Birazdan bahçeliye gidicem. Eve yeni geldim. Yorgunluk akıyor bütün hücrelerimden, halsiz hissediyorum çok, sanki 2 gün boyunca uyusam yine de yorgunluğumu geçiremeyek gibiyim.
Arkada Guano Apes - Quietly çalıyor. Bu şarkıyı dinlemeyeli çok olmuş. Garip bi his veriyor bu şarkı bana, stüdyonun ilk zamanlarına götürüyor beni. Akın'ın eski gruplarından Freefall çalardı bunun coverını. Davulda Akın, gitarda Defne, basta Pınar ve vokalde Aslı vardı. Güzel kafalardı. Stüdyonun çok daha farklı bi konsepti vardı, arkadaşlarla eğlenmek ve amatörce müzik yapıp takılmak için gidilen bir mekandı. Abimin gözünün içine bakardım beni götürmesi için o boş geçen pazar günleri. Uslucu yanlarına oturup dinlerdim onları ve sonra eğlenceli muhabbetlerine katılıp, ilerde kendi grubumla oraya, Kennedy caddesinde korkutucu merdivenlerden inip demir kapıyı aşıp gideceğim o sıcak ortamın benim de ortamım olacağı günün hayalini kurardım.
Şimdi davul&bas odası olan o yer o zamanlar ne kadar da kişisel ve bilinmedik bir yerdi öyle. Hayalimin bir kısmı gerçek oldu, benim de ortamım oldu orası, davul ve bas derslerinin olduğu, yakın zaman önce yasaklanan partilerinin etkisini 1 hafta üstümden atamadığım ve gitar dersi alan tek öğrenci olarak gittiğim, kardeşim gibi benimsediğim insanlarla takıldığım bir mekan ama hala müzik grubum yok. Rock star olacağıma dair inancımdan ise hiçbirşey kaybetmiş değilim. Er ya da geç, müzik benim için çok daha farklı boyutlara gelecek.
Çok çalışmam gerektiğinin bilincindeyim. Gitarı benimseyip, onu kendi parçam haline getirmem gerek. Zaman geçtikçe harcayacak, kaybedecek bir tane bile kum tanesi kalmayacak kadar hızlı akıyor kumsaatimdeki kumlar. Ve ben gün geçtikçe daha da emin oluyorum ki ben hayatımı müziğe adamaya hazırım.

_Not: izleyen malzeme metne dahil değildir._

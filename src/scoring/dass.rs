//! DASS-21 scoring
//!
//! Raw category sums are doubled to normalize onto the historical DASS-42
//! range, then classified against the published per-category severity cut
//! points. The overall status averages the three category percentages.

use crate::catalog::{self, DassCategory, ScaleGroup};
use crate::models::{DassReport, OverallStatus, ScaleScore, Severity, UserAnswer};

use super::{percentage, resolve};

/// DASS-21 raw sums are doubled to match the DASS-42 reference range.
pub const SCALE_FACTOR: u32 = 2;

/// Averaged percentage at or above this is classified At Risk.
pub const AT_RISK_THRESHOLD: f64 = 40.0;

/// Ascending severity bands: inclusive upper bound on the scaled score.
/// Scores above the last bound are Extremely Severe.
///
/// ```text
/// Severity          Depression  Anxiety  Stress
/// Normal            0-9         0-7      0-14
/// Mild              10-13       8-9      15-18
/// Moderate          14-20       10-14    19-25
/// Severe            21-27       15-19    26-33
/// Extremely Severe  28+         20+      34+
/// ```
const DEPRESSION_BANDS: [(u32, Severity); 4] = [
    (9, Severity::Normal),
    (13, Severity::Mild),
    (20, Severity::Moderate),
    (27, Severity::Severe),
];

const ANXIETY_BANDS: [(u32, Severity); 4] = [
    (7, Severity::Normal),
    (9, Severity::Mild),
    (14, Severity::Moderate),
    (19, Severity::Severe),
];

const STRESS_BANDS: [(u32, Severity); 4] = [
    (14, Severity::Normal),
    (18, Severity::Mild),
    (25, Severity::Moderate),
    (33, Severity::Severe),
];

/// Classify a scaled category score. Bands are checked in ascending order;
/// the first satisfied bound wins.
pub fn severity_for(category: DassCategory, scaled_score: u32) -> Severity {
    let bands = match category {
        DassCategory::Depression => &DEPRESSION_BANDS,
        DassCategory::Anxiety => &ANXIETY_BANDS,
        DassCategory::Stress => &STRESS_BANDS,
    };
    for &(upper, severity) in bands {
        if scaled_score <= upper {
            return severity;
        }
    }
    Severity::ExtremelySevere
}

/// Compute the full DASS-21 report from an answer list.
///
/// Accepts partial answer sets: categories with no answers score zero with
/// the lowest band instead of erroring.
pub fn compute(answers: &[UserAnswer]) -> DassReport {
    let resolved = resolve(catalog::dass::questions(), answers);

    let score_category = |category: DassCategory| -> ScaleScore {
        let member: Vec<_> = resolved
            .iter()
            .filter(|(q, _)| q.group == ScaleGroup::Dass(category))
            .collect();

        let raw_score: u32 = member.iter().map(|(_, a)| a.score as u32).sum();
        let score = raw_score * SCALE_FACTOR;
        let max = member.len() as u32 * catalog::MAX_OPTION_SCORE as u32 * SCALE_FACTOR;

        ScaleScore {
            raw_score,
            score,
            percentage: percentage(score, max),
            severity: severity_for(category, score),
        }
    };

    let depression = score_category(DassCategory::Depression);
    let anxiety = score_category(DassCategory::Anxiety);
    let stress = score_category(DassCategory::Stress);

    let overall_score = depression.score + anxiety.score + stress.score;
    let mean_percentage =
        (depression.percentage + anxiety.percentage + stress.percentage) as f64 / 3.0;
    let overall_status = if mean_percentage < AT_RISK_THRESHOLD {
        OverallStatus::Healthy
    } else {
        OverallStatus::AtRisk
    };

    DassReport {
        depression,
        anxiety,
        stress,
        overall_score,
        overall_percentage: mean_percentage.round() as u32,
        overall_status,
    }
}
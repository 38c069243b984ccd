//! Questions command - print a catalog

use anyhow::Result;
use console::style;

use crate::catalog::{self, Scale};

pub(crate) fn run(scale: Scale, level: Option<u32>, json: bool) -> Result<()> {
    let questions: Vec<_> = match level {
        Some(level) => catalog::questions_by_level(scale.questions(), level),
        None => scale.questions().iter().collect(),
    };

    if json {
        println!("{}", serde_json::to_string_pretty(&questions)?);
        return Ok(());
    }

    println!("\n{} ({} questions)\n", style(scale.label()).bold(), questions.len());

    let mut current_level = 0;
    for question in questions {
        if question.level != current_level {
            current_level = question.level;
            let name = match scale {
                Scale::Star => format!(
                    "Level {} - {}",
                    current_level,
                    catalog::star::level_name(current_level)
                ),
                Scale::Dass => format!("Level {}", current_level),
            };
            println!("{}", style(name).cyan().bold());
        }
        println!(
            "  {:>3}. [{}] {}",
            style(question.id).dim(),
            question.group.label(),
            question.prompt
        );
    }

    println!(
        "\n{}",
        style("Options score 0-3: never, sometimes, often, almost always.").dim()
    );
    Ok(())
}
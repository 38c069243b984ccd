//! Reporter output contracts
//!
//! Build a real report through the public API and check each output format
//! holds its shape: JSON parses with the expected fields, markdown and text
//! carry every section, unknown formats fail cleanly.

use mindgauge::catalog::Scale;
use mindgauge::models::{
    deterministic_report_id, AnsweredQuestion, AssessmentReport, OptionKey,
};
use mindgauge::reporters::{self, OutputFormat};
use mindgauge::scoring;
use mindgauge::session::AssessmentSession;

fn full_report() -> AssessmentReport {
    let mut answered = Vec::new();
    let mut all_answers = Vec::new();
    let mut dass = None;
    let mut star = None;

    for scale in [Scale::Dass, Scale::Star] {
        let mut session = AssessmentSession::new(scale);
        session.start();
        while let Some(q) = session.current_question() {
            session.submit_answer(q.id, OptionKey::Often);
        }
        let answers = session.answers().to_vec();
        match scale {
            Scale::Dass => dass = Some(scoring::dass::compute(&answers)),
            Scale::Star => star = Some(scoring::star::compute(&answers)),
        }
        answered.extend(AnsweredQuestion::collect(scale.questions(), &answers));
        all_answers.extend(answers);
    }

    AssessmentReport::new(dass, star)
        .with_answers(answered)
        .with_id(deterministic_report_id(&all_answers))
}

#[test]
fn json_report_has_full_structure() {
    let report = full_report();
    let rendered = reporters::report_with_format(&report, OutputFormat::Json).expect("render");
    let parsed: serde_json::Value = serde_json::from_str(&rendered).expect("valid JSON");

    assert_eq!(parsed["id"].as_str().unwrap().len(), 16);
    assert_eq!(parsed["dass"]["depression"]["percentage"], 67);
    assert_eq!(parsed["dass"]["depression"]["severity"], "extremely_severe");
    assert_eq!(parsed["dass"]["overall_status"], "at_risk");
    assert_eq!(parsed["star"]["overall_level"], "high");
    assert_eq!(
        parsed["star"]["inherent"]["attributes"]
            .as_array()
            .unwrap()
            .len(),
        4
    );
    assert_eq!(parsed["answers"].as_array().unwrap().len(), 33);
}

#[test]
fn json_report_round_trips_through_serde() {
    let report = full_report();
    let rendered = reporters::report_with_format(&report, OutputFormat::Json).expect("render");
    let restored: AssessmentReport = serde_json::from_str(&rendered).expect("deserialize");
    assert_eq!(restored.id, report.id);
    assert_eq!(restored.dass, report.dass);
    assert_eq!(restored.star, report.star);
    assert_eq!(restored.answers, report.answers);
}

#[test]
fn text_report_renders_every_section() {
    let report = full_report();
    let rendered = reporters::report_with_format(&report, OutputFormat::Text).expect("render");

    assert!(rendered.contains("Mindgauge Assessment"));
    for label in ["Depression", "Anxiety", "Stress", "Inherent", "Coherent"] {
        assert!(rendered.contains(label), "missing section: {label}");
    }
    assert!(rendered.contains("Extremely Severe"));
    // At Risk overall points at the booking flow
    assert!(rendered.contains("mindgauge book"));
}

#[test]
fn markdown_report_renders_tables_and_detail() {
    let report = full_report();
    let rendered =
        reporters::report_with_format(&report, OutputFormat::Markdown).expect("render");

    assert!(rendered.starts_with("# Mindgauge Assessment"));
    assert!(rendered.contains("| Depression | 28 | 67% | Extremely Severe |"));
    assert!(rendered.contains("### Coherent"));
    assert!(rendered.contains("| Mindfulness |"));
    assert!(rendered.contains("<details>"));
}

#[test]
fn format_parsing_accepts_aliases_and_rejects_unknown() {
    assert!(reporters::report(&full_report(), "md").is_ok());
    assert!(reporters::report(&full_report(), "TEXT").is_ok());
    let err = reporters::report(&full_report(), "sarif").unwrap_err();
    assert!(err.to_string().contains("Unknown format"));
}

#[test]
fn empty_report_renders_in_all_formats() {
    let report = AssessmentReport::new(None, None);
    for format in [OutputFormat::Text, OutputFormat::Json, OutputFormat::Markdown] {
        let rendered = reporters::report_with_format(&report, format).expect("render");
        assert!(!rendered.is_empty());
    }
}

Yolun başının da en başındayım, acemi olacak kadar bile ilerlemedim, ama zaten hayal kurmak bu işin başına ulaşmanın ilk adımı. Gitarda biraz ilerledikten sonra davula yöneleceğim. İçimde bir yerlerde ritme karşı olan aşkımın uyanması sonucu davula sürükleniyorum, hissediyorum bunu. Henüz kimseyle paylaşmadım, kardeşim dediğim Ego dışında kimseye çaktırmadım bunu ki o içine doğmuş gibi aklımı kaç gündür kurcalayan soruyu sordu "Davul çalsana abi sen!" dedi.
İç sesimi o günden beri susturabilmiş değilim. Gitarı bırakamayacak kadar bağlıyım şu anda, ama davulu da gitarı ilerlettikçe öğrenemeyeceğim anlamına gelir mi bu? Tabi ki gelmez.
Artık o ortamdayken kendimi eksik hissediyorum, müziğin deryasında yüzen insanlar var orda, müzik hayat damarlarından biri haline gelmiş insanlar, ben ise o yolun başına getirecek adımı atmaya çalışıyorum yanlarında ve beni cesaretlendirip, gerçek dünyadaki cennetin - ki belki de tek cennetin - ne olduğunu gösteriyorlar bana.
Tam olarak onlardan biri olmak için, ve tabi hayalimi daha da ilerilere taşıyıp onu hedef haline getirebilmem için, çalışmam, o adımı atabilecek cesareti ve yeteneği içimde bulup geri dönememecesine müziğin sonsuz yoluna girmem gerek. Yapacağım bunu, er olamadı ama geç de olsa güç olmayacak.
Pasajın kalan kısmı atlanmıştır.